[Problem to solve]
Every line of the listing must be repeated exactly.

[Records]
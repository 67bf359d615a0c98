use std::time::Duration;

use async_trait::async_trait;
use enermina_application::SearchIndex;
use enermina_core::{AppError, AppResult};
use serde_json::{Map, Value};
use tracing::warn;

/// Connection settings of the hosted search service.
#[derive(Debug, Clone)]
pub struct SearchIndexConfig {
    /// Base URL, for example `https://<app>.algolia.net`.
    pub api_url: String,
    /// Application identifier sent with every request.
    pub app_id: String,
    /// Write-capable API key.
    pub api_key: String,
}

/// HTTP client for a hosted full-text search index.
pub struct HttpSearchIndexClient {
    http_client: reqwest::Client,
    config: SearchIndexConfig,
    max_attempts: u8,
    retry_backoff_ms: u64,
}

impl HttpSearchIndexClient {
    /// Creates a new search index client.
    #[must_use]
    pub fn new(
        http_client: reqwest::Client,
        config: SearchIndexConfig,
        max_attempts: u8,
        retry_backoff_ms: u64,
    ) -> Self {
        Self {
            http_client,
            config,
            max_attempts: max_attempts.max(1),
            retry_backoff_ms: retry_backoff_ms.max(50),
        }
    }

    fn object_url(&self, index_name: &str, object_id: &str) -> String {
        format!(
            "{}/1/indexes/{}/{}",
            self.config.api_url.trim_end_matches('/'),
            encode_segment(index_name),
            encode_segment(object_id)
        )
    }

    async fn send_with_retry<F>(&self, operation: &str, mut build: F) -> AppResult<()>
    where
        F: FnMut(&reqwest::Client) -> reqwest::RequestBuilder,
    {
        let mut attempt = 0_u8;
        let mut last_error: Option<String> = None;

        while attempt < self.max_attempts {
            attempt = attempt.saturating_add(1);
            let response = build(&self.http_client)
                .header("X-Algolia-Application-Id", self.config.app_id.as_str())
                .header("X-Algolia-API-Key", self.config.api_key.as_str())
                .send()
                .await;

            match response {
                Ok(response) if response.status().is_success() => return Ok(()),
                Ok(response) if response.status() == reqwest::StatusCode::NOT_FOUND
                    && operation == "delete" =>
                {
                    return Ok(());
                }
                Ok(response)
                    if response.status().is_server_error()
                        || response.status() == reqwest::StatusCode::TOO_MANY_REQUESTS =>
                {
                    last_error = Some(format!(
                        "transient HTTP status {} for search {operation}",
                        response.status()
                    ));
                }
                Ok(response) => {
                    let status = response.status();
                    let body = response
                        .text()
                        .await
                        .unwrap_or_else(|_| "<response body unavailable>".to_owned());
                    return Err(AppError::Validation(format!(
                        "search {operation} failed with status {status}: {body}"
                    )));
                }
                Err(error) => {
                    last_error = Some(format!("search {operation} transport error: {error}"));
                }
            }

            if attempt < self.max_attempts {
                warn!(operation, attempt, "retrying search index request");
                let delay = self.retry_backoff_ms.saturating_mul(u64::from(attempt));
                tokio::time::sleep(Duration::from_millis(delay)).await;
            }
        }

        Err(AppError::Internal(last_error.unwrap_or_else(|| {
            format!("search {operation} exhausted retries")
        })))
    }
}

#[async_trait]
impl SearchIndex for HttpSearchIndexClient {
    async fn upsert(
        &self,
        index_name: &str,
        object_id: &str,
        body: Map<String, Value>,
    ) -> AppResult<()> {
        let url = self.object_url(index_name, object_id);
        let body = Value::Object(body);
        self.send_with_retry("upsert", |client| client.put(url.as_str()).json(&body))
            .await
    }

    async fn delete(&self, index_name: &str, object_id: &str) -> AppResult<()> {
        let url = self.object_url(index_name, object_id);
        self.send_with_retry("delete", |client| client.delete(url.as_str()))
            .await
    }
}

fn encode_segment(segment: &str) -> String {
    segment
        .bytes()
        .map(|byte| match byte {
            b'A'..=b'Z' | b'a'..=b'z' | b'0'..=b'9' | b'-' | b'_' | b'.' | b'~' => {
                char::from(byte).to_string()
            }
            _ => format!("%{byte:02X}"),
        })
        .collect()
}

[Result of the task]
repository 67bf359d615a0c98
use std::time::Duration;

use async_trait::async_trait;
use enermina_application::SearchIndex;
use enermina_core::{AppError, AppResult};
use serde_json::{Map, Value};
use tracing::warn;

/// Connection settings of the hosted search service.
#[derive(Debug, Clone)]
pub struct SearchIndexConfig {
    /// Base URL, for example `https://<app>.algolia.net`.
    pub api_url: String,
    /// Application identifier sent with every request.
    pub app_id: String,
    /// Write-capable API key.
    pub api_key: String,
}

/// HTTP client for a hosted full-text search index.
pub struct HttpSearchIndexClient {
    http_client: reqwest::Client,
    config: SearchIndexConfig,
    max_attempts: u8,
    retry_backoff_ms: u64,
}

impl HttpSearchIndexClient {
    /// Creates a new search index client.
    #[must_use]
    pub fn new(
        http_client: reqwest::Client,
        config: SearchIndexConfig,
        max_attempts: u8,
        retry_backoff_ms: u64,
    ) -> Self {
        Self {
            http_client,
            config,
            max_attempts: max_attempts.max(1),
            retry_backoff_ms: retry_backoff_ms.max(50),
        }
    }

    fn object_url(&self, index_name: &str, object_id: &str) -> String {
        format!(
            "{}/1/indexes/{}/{}",
            self.config.api_url.trim_end_matches('/'),
            encode_segment(index_name),
            encode_segment(object_id)
        )
    }

    async fn send_with_retry<F>(&self, operation: &str, mut build: F) -> AppResult<()>
    where
        F: FnMut(&reqwest::Client) -> reqwest::RequestBuilder,
    {
        let mut attempt = 0_u8;
        let mut last_error: Option<String> = None;

        while attempt < self.max_attempts {
            attempt = attempt.saturating_add(1);
            let response = build(&self.http_client)
                .header("X-Algolia-Application-Id", self.config.app_id.as_str())
                .header("X-Algolia-API-Key", self.config.api_key.as_str())
                .send()
                .await;

            match response {
                Ok(response) if response.status().is_success() => return Ok(()),
                Ok(response) if response.status() == reqwest::StatusCode::NOT_FOUND
                    && operation == "delete" =>
                {
                    return Ok(());
                }
                Ok(response)
                    if response.status().is_server_error()
                        || response.status() == reqwest::StatusCode::TOO_MANY_REQUESTS =>
                {
                    last_error = Some(format!(
                        "transient HTTP status {} for search {operation}",
                        response.status()
                    ));
                }
                Ok(response) => {
                    let status = response.status();
                    let body = response
                        .text()
                        .await
                        .unwrap_or_else(|_| "<response body unavailable>".to_owned());
                    return Err(AppError::Validation(format!(
                        "search {operation} failed with status {status}: {body}"
                    )));
                }
                Err(error) => {
                    last_error = Some(format!("search {operation} transport error: {error}"));
                }
            }

            if attempt < self.max_attempts {
                warn!(operation, attempt, "retrying search index request");
                let delay = self.retry_backoff_ms.saturating_mul(u64::from(attempt));
                tokio::time::sleep(Duration::from_millis(delay)).await;
            }
        }

        Err(AppError::Internal(last_error.unwrap_or_else(|| {
            format!("search {operation} exhausted retries")
        })))
    }
}

#[async_trait]
impl SearchIndex for HttpSearchIndexClient {
    async fn upsert(
        &self,
        index_name: &str,
        object_id: &str,
        body: Map<String, Value>,
    ) -> AppResult<()> {
        let url = self.object_url(index_name, object_id);
        let body = Value::Object(body);
        self.send_with_retry("upsert", |client| client.put(url.as_str()).json(&body))
            .await
    }

    async fn delete(&self, index_name: &str, object_id: &str) -> AppResult<()> {
        let url = self.object_url(index_name, object_id);
        self.send_with_retry("delete", |client| client.delete(url.as_str()))
            .await
    }
}

fn encode_segment(segment: &str) -> String {
    segment
        .bytes()
        .map(|byte| match byte {
            b'A'..=b'Z' | b'a'..=b'z' | b'0'..=b'9' | b'-' | b'_' | b'.' | b'~' => {
                char::from(byte).to_string()
            }
            _ => format!("%{byte:02X}"),
        })
        .collect()
}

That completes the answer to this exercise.